> **PROBLEM DESCRIPTION**: Report the number of lines in these entries that contain "used". Write only the number.

Start of PROVIDED MATERIAL

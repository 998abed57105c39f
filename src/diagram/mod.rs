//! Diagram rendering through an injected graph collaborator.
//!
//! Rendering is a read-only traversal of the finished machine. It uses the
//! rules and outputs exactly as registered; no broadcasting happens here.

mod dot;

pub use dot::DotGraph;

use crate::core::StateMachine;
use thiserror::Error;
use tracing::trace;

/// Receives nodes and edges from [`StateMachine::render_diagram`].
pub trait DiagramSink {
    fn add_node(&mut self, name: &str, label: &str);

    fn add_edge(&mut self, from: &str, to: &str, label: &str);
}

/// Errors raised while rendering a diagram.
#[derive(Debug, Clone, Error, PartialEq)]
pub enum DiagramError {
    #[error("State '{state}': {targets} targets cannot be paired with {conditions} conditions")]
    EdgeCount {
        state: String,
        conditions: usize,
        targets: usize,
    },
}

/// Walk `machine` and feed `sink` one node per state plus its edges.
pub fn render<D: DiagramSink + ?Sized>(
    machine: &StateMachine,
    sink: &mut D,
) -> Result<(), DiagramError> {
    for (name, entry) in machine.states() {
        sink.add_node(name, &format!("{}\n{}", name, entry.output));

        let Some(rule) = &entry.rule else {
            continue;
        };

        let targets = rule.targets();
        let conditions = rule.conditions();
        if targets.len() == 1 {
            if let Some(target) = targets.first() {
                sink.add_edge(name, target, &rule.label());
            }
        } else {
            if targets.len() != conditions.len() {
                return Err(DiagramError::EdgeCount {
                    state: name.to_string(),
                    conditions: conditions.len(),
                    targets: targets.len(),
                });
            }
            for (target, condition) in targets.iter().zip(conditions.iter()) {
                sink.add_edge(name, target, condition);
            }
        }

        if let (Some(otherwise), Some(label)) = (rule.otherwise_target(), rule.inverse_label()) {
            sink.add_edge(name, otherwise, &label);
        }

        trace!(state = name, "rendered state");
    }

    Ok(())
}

End of PROVIDED MATERIAL
Start of PROVIDED MATERIAL

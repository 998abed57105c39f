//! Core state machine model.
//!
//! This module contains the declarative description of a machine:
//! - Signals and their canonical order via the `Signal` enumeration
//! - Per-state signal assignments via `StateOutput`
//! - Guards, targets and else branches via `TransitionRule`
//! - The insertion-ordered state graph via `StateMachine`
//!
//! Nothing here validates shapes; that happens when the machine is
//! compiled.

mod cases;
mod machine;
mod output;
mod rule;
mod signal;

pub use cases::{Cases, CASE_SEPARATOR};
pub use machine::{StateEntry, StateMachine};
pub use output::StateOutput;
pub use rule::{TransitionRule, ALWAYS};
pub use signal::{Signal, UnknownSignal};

End of PROVIDED MATERIAL
Start of PROVIDED MATERIAL

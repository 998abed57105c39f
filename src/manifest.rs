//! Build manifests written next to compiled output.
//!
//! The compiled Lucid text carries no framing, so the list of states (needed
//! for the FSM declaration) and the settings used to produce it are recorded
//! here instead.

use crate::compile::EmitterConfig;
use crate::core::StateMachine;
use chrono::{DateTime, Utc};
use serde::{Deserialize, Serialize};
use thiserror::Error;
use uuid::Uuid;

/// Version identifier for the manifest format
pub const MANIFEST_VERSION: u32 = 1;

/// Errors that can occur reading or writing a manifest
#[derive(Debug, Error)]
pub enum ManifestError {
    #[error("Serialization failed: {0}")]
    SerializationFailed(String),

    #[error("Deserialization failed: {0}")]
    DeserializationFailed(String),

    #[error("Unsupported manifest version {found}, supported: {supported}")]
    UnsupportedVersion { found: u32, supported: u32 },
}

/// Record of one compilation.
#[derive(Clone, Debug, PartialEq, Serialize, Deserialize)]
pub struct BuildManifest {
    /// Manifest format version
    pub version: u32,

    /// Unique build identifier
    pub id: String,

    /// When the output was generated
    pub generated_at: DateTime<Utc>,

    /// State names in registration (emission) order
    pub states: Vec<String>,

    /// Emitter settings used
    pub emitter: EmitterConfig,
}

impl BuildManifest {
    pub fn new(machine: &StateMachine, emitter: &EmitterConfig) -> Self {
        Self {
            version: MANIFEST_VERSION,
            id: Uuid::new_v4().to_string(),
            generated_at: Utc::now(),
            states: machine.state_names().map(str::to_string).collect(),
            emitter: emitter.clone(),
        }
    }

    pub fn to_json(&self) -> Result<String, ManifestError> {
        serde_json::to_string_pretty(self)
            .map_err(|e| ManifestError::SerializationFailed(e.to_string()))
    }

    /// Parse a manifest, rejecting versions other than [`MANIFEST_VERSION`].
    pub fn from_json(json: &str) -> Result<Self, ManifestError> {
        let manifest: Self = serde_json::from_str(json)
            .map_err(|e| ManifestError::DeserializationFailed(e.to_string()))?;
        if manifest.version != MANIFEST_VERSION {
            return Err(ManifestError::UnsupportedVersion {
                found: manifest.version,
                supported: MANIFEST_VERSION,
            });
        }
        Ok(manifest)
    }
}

End of PROVIDED MATERIAL

> **WRITTEN SOLUTION**: 2